## Data for processing:
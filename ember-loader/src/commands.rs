//! Command classification, registration and remote publication.

use std::path::Path;

use anyhow::Context as _;
use async_trait::async_trait;
use tracing::{debug, error, info, warn};

use crate::DESCRIPTOR_EXTENSION;
use crate::descriptor::{
    CommandScope, CommandSpec, Descriptor, classify_command, file_label, parse_command_file,
};
use crate::discovery::discover;
use crate::registry::CommandRegistry;
use crate::report::{LoadReport, ReportKind, ReportRow, RowKind, Status};

/// Remote side of command registration.
///
/// Both publish calls are bulk replaces: whatever is not in the batch is
/// removed remotely.
#[async_trait]
pub trait CommandPublisher: Send + Sync {
    type Guild: Send + Sync;

    async fn resolve_dev_guild(&self) -> anyhow::Result<Self::Guild>;

    async fn publish_global(&self, batch: &[CommandSpec]) -> anyhow::Result<usize>;

    async fn publish_guild(
        &self,
        guild: &Self::Guild,
        batch: &[CommandSpec],
    ) -> anyhow::Result<usize>;
}

/// The set of command callbacks compiled into the binary.
pub trait CommandCatalog: Sync {
    fn has_command(&self, name: &str) -> bool;

    /// `tag` is `parent.child`.
    fn has_sub_command(&self, tag: &str) -> bool;
}

#[derive(Clone, Debug, PartialEq, Eq)]
pub enum BatchOutcome {
    Published(usize),
    Failed(String),
}

#[derive(Clone, Debug, PartialEq, Eq)]
pub struct Batch {
    pub names: Vec<String>,
    pub outcome: BatchOutcome,
}

#[derive(Clone, Debug, PartialEq, Eq)]
pub struct CommandLoad {
    pub report: LoadReport,
    pub global: Batch,
    pub guild: Batch,
}

/// Rebuild the command registry from the descriptor files under `root` and
/// publish both batches.
///
/// Fails without touching the registry when the development guild cannot be
/// resolved. A failed publish is reported in the returned batch outcome.
pub async fn load_commands<P, K>(
    root: &Path,
    registry: &mut CommandRegistry,
    catalog: &K,
    publisher: &P,
) -> anyhow::Result<CommandLoad>
where
    P: CommandPublisher,
    K: CommandCatalog + ?Sized,
{
    let guild = publisher
        .resolve_dev_guild()
        .await
        .context("development guild could not be resolved; command load aborted")?;

    registry.clear();

    let files = discover(root, DESCRIPTOR_EXTENSION);
    let mut report = LoadReport::new(ReportKind::Commands, files.len());
    let mut global: Vec<CommandSpec> = Vec::new();
    let mut guild_batch: Vec<CommandSpec> = Vec::new();

    for (position, path) in files.iter().enumerate() {
        let index = position + 1;
        debug!(index, total = files.len(), file = %path.display(), "loading command file");

        let descriptor = match read_command(path).await {
            Ok(Some(descriptor)) => descriptor,
            Ok(None) => continue,
            Err(source) => {
                warn!(?source, file = %path.display(), "malformed command descriptor");
                Descriptor::invalid(path, format!("{source:#}"))
            }
        };

        let row = match descriptor {
            Descriptor::Command(spec) => {
                if !catalog.has_command(&spec.name) {
                    bad_row(index, spec.name.clone(), format!("no command named `{}`", spec.name))
                } else {
                    let kind = match spec.scope {
                        CommandScope::Global => RowKind::Global,
                        CommandScope::Guild => RowKind::Dev,
                    };
                    let label = spec.name.clone();

                    if let Some(previous) = registry.insert_command(spec.clone()) {
                        warn!(
                            command = %spec.name,
                            previous = %previous.source.display(),
                            current = %spec.source.display(),
                            "command registered twice; the later file wins"
                        );
                        global.retain(|entry| entry.name != spec.name);
                        guild_batch.retain(|entry| entry.name != spec.name);
                    }

                    match spec.scope {
                        CommandScope::Global => global.push(spec),
                        CommandScope::Guild => guild_batch.push(spec),
                    }

                    ok_row(index, label, kind)
                }
            }
            Descriptor::SubCommand(spec) => {
                if !catalog.has_sub_command(&spec.tag) {
                    bad_row(index, spec.tag.clone(), format!("no sub-command `{}`", spec.tag))
                } else {
                    let label = spec.tag.clone();
                    if let Some(previous) = registry.insert_sub_command(spec) {
                        warn!(
                            tag = %label,
                            previous = %previous.source.display(),
                            "sub-command registered twice; the later file wins"
                        );
                    }
                    ok_row(index, label, RowKind::Sub)
                }
            }
            Descriptor::Invalid(invalid) => {
                bad_row(index, file_label(&invalid.source), invalid.reason)
            }
            Descriptor::Event(spec) => bad_row(
                index,
                file_label(&spec.source),
                "event descriptor in the commands directory".to_owned(),
            ),
        };

        report.push(row);
    }

    let global_outcome = outcome("global", publisher.publish_global(&global).await);
    let guild_outcome = outcome("guild", publisher.publish_guild(&guild, &guild_batch).await);

    Ok(CommandLoad {
        report,
        global: Batch {
            names: global.into_iter().map(|spec| spec.name).collect(),
            outcome: global_outcome,
        },
        guild: Batch {
            names: guild_batch.into_iter().map(|spec| spec.name).collect(),
            outcome: guild_outcome,
        },
    })
}

async fn read_command(path: &Path) -> anyhow::Result<Option<Descriptor>> {
    let text = tokio::fs::read_to_string(path)
        .await
        .with_context(|| format!("failed to read {}", path.display()))?;
    let Some(file) = parse_command_file(&text)? else {
        return Ok(None);
    };
    Ok(classify_command(file, path))
}

fn outcome(scope: &'static str, result: anyhow::Result<usize>) -> BatchOutcome {
    match result {
        Ok(count) => {
            info!(count, scope, "updated application commands");
            BatchOutcome::Published(count)
        }
        Err(source) => {
            error!(?source, scope, "bulk command registration failed");
            BatchOutcome::Failed(format!("{source:#}"))
        }
    }
}

fn ok_row(index: usize, label: String, kind: RowKind) -> ReportRow {
    ReportRow {
        index,
        label,
        event: None,
        kind,
        status: Status::Ok,
        detail: None,
    }
}

fn bad_row(index: usize, label: String, detail: String) -> ReportRow {
    ReportRow {
        index,
        label,
        event: None,
        kind: RowKind::Unknown,
        status: Status::Bad,
        detail: Some(detail),
    }
}

#[cfg(test)]
mod tests {
    use std::collections::HashSet;
    use std::fs;
    use std::path::Path;
    use std::sync::Mutex;

    use async_trait::async_trait;

    use super::*;

    struct Catalog(HashSet<&'static str>);

    impl CommandCatalog for Catalog {
        fn has_command(&self, name: &str) -> bool {
            self.0.contains(name)
        }

        fn has_sub_command(&self, tag: &str) -> bool {
            self.0.contains(tag)
        }
    }

    fn catalog() -> Catalog {
        Catalog(HashSet::from(["ping", "kick", "reload", "mod.ban"]))
    }

    #[derive(Default)]
    struct Publisher {
        missing_guild: bool,
        fail_global: bool,
        calls: Mutex<Vec<(String, Vec<String>)>>,
    }

    impl Publisher {
        fn calls(&self) -> Vec<(String, Vec<String>)> {
            self.calls.lock().unwrap().clone()
        }

        fn record(&self, scope: &str, batch: &[CommandSpec]) {
            self.calls.lock().unwrap().push((
                scope.to_owned(),
                batch.iter().map(|spec| spec.name.clone()).collect(),
            ));
        }
    }

    #[async_trait]
    impl CommandPublisher for Publisher {
        type Guild = u64;

        async fn resolve_dev_guild(&self) -> anyhow::Result<u64> {
            if self.missing_guild {
                anyhow::bail!("unknown guild");
            }
            Ok(42)
        }

        async fn publish_global(&self, batch: &[CommandSpec]) -> anyhow::Result<usize> {
            self.record("global", batch);
            if self.fail_global {
                anyhow::bail!("403 Forbidden");
            }
            Ok(batch.len())
        }

        async fn publish_guild(&self, guild: &u64, batch: &[CommandSpec]) -> anyhow::Result<usize> {
            self.record(&format!("guild:{guild}"), batch);
            Ok(batch.len())
        }
    }

    fn write(root: &Path, name: &str, body: &str) {
        let path = root.join(name);
        if let Some(parent) = path.parent() {
            fs::create_dir_all(parent).unwrap();
        }
        fs::write(path, body).unwrap();
    }

    #[tokio::test]
    async fn classifies_registers_and_publishes() {
        let dir = tempfile::tempdir().unwrap();
        write(dir.path(), "a/ping.toml", "global = true\n[data]\nname = \"ping\"");
        write(dir.path(), "b/kick.toml", "[data]\nname = \"kick\"");
        write(dir.path(), "c/ban.toml", "subCommand = \"mod.ban\"");
        write(dir.path(), "d/old.toml", "ignore = true\n[data]\nname = \"old\"");

        let publisher = Publisher::default();
        let mut registry = CommandRegistry::new();
        let load = load_commands(dir.path(), &mut registry, &catalog(), &publisher)
            .await
            .unwrap();

        assert_eq!(registry.command_names(), vec!["kick", "ping"]);
        assert_eq!(registry.sub_command_tags(), vec!["mod.ban"]);
        assert_eq!(load.global.names, vec!["ping"]);
        assert_eq!(load.guild.names, vec!["kick"]);
        assert_eq!(load.global.outcome, BatchOutcome::Published(1));
        assert_eq!(load.guild.outcome, BatchOutcome::Published(1));
        assert_eq!(load.report.labels(), vec!["ping", "kick", "mod.ban"]);
        assert_eq!(load.report.files, 4);
        assert_eq!(
            publisher.calls(),
            vec![
                ("global".to_owned(), vec!["ping".to_owned()]),
                ("guild:42".to_owned(), vec!["kick".to_owned()]),
            ]
        );
    }

    #[tokio::test]
    async fn unresolved_guild_aborts_before_touching_registry() {
        let dir = tempfile::tempdir().unwrap();
        write(dir.path(), "ping.toml", "[data]\nname = \"ping\"");

        let mut registry = CommandRegistry::new();
        registry.insert_sub_command(crate::descriptor::SubCommandSpec {
            tag: "mod.ban".to_owned(),
            source: "before.toml".into(),
        });
        let before = registry.clone();

        let publisher = Publisher {
            missing_guild: true,
            ..Default::default()
        };
        let result = load_commands(dir.path(), &mut registry, &catalog(), &publisher).await;

        assert!(result.is_err());
        assert_eq!(registry, before);
        assert!(publisher.calls().is_empty());
    }

    #[tokio::test]
    async fn bad_descriptors_get_one_row_and_no_registration() {
        let dir = tempfile::tempdir().unwrap();
        write(dir.path(), "1_empty.toml", "global = true");
        write(dir.path(), "2_broken.toml", "[data\nname = ");
        write(dir.path(), "3_unknown.toml", "[data]\nname = \"dance\"");
        write(dir.path(), "4_nameless.toml", "[data]\ndescription = \"?\"");

        let publisher = Publisher::default();
        let mut registry = CommandRegistry::new();
        let load = load_commands(dir.path(), &mut registry, &catalog(), &publisher)
            .await
            .unwrap();

        assert_eq!(registry.command_count(), 0);
        assert_eq!(load.report.rows.len(), 4);
        assert_eq!(load.report.bad_count(), 4);
        assert_eq!(
            load.report.labels(),
            vec!["1_empty.toml", "2_broken.toml", "dance", "4_nameless.toml"]
        );
        assert!(load.global.names.is_empty());
        assert!(load.guild.names.is_empty());
    }

    #[tokio::test]
    async fn ignored_file_with_mistyped_fields_leaves_no_row() {
        let dir = tempfile::tempdir().unwrap();
        write(
            dir.path(),
            "old.toml",
            "ignore = true\nglobal = \"yes\"\n[data]\nname = \"ping\"",
        );

        let publisher = Publisher::default();
        let mut registry = CommandRegistry::new();
        let load = load_commands(dir.path(), &mut registry, &catalog(), &publisher)
            .await
            .unwrap();

        assert!(load.report.rows.is_empty());
        assert_eq!(registry.command_count(), 0);
        assert_eq!(load.report.files, 1);
    }

    #[tokio::test]
    async fn duplicate_names_keep_the_last_file() {
        let dir = tempfile::tempdir().unwrap();
        write(dir.path(), "1.toml", "[data]\nname = \"ping\"");
        write(dir.path(), "2.toml", "global = true\n[data]\nname = \"ping\"");

        let publisher = Publisher::default();
        let mut registry = CommandRegistry::new();
        let load = load_commands(dir.path(), &mut registry, &catalog(), &publisher)
            .await
            .unwrap();

        assert_eq!(registry.command_count(), 1);
        assert_eq!(
            registry.command("ping").map(|spec| spec.scope),
            Some(CommandScope::Global)
        );
        assert_eq!(load.global.names, vec!["ping"]);
        assert!(load.guild.names.is_empty());
    }

    #[tokio::test]
    async fn failed_global_publish_still_publishes_guild_batch() {
        let dir = tempfile::tempdir().unwrap();
        write(dir.path(), "ping.toml", "global = true\n[data]\nname = \"ping\"");
        write(dir.path(), "kick.toml", "[data]\nname = \"kick\"");

        let publisher = Publisher {
            fail_global: true,
            ..Default::default()
        };
        let mut registry = CommandRegistry::new();
        let load = load_commands(dir.path(), &mut registry, &catalog(), &publisher)
            .await
            .unwrap();

        assert!(matches!(
            load.global.outcome,
            BatchOutcome::Failed(ref reason) if reason.contains("403")
        ));
        assert_eq!(load.guild.outcome, BatchOutcome::Published(1));
        assert_eq!(publisher.calls().len(), 2);
        assert!(registry.contains_command("ping"));
    }

    #[tokio::test]
    async fn reloading_is_idempotent() {
        let dir = tempfile::tempdir().unwrap();
        write(dir.path(), "ping.toml", "global = true\n[data]\nname = \"ping\"");
        write(dir.path(), "ban.toml", "sub_command = \"mod.ban\"");

        let publisher = Publisher::default();
        let mut registry = CommandRegistry::new();
        let first = load_commands(dir.path(), &mut registry, &catalog(), &publisher)
            .await
            .unwrap();
        let after_first = registry.clone();
        let second = load_commands(dir.path(), &mut registry, &catalog(), &publisher)
            .await
            .unwrap();

        assert_eq!(registry, after_first);
        assert_eq!(first, second);
    }
}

## Exercise:
Report how many lines in the data above contain "parent", without any other words.

## Expected output:
3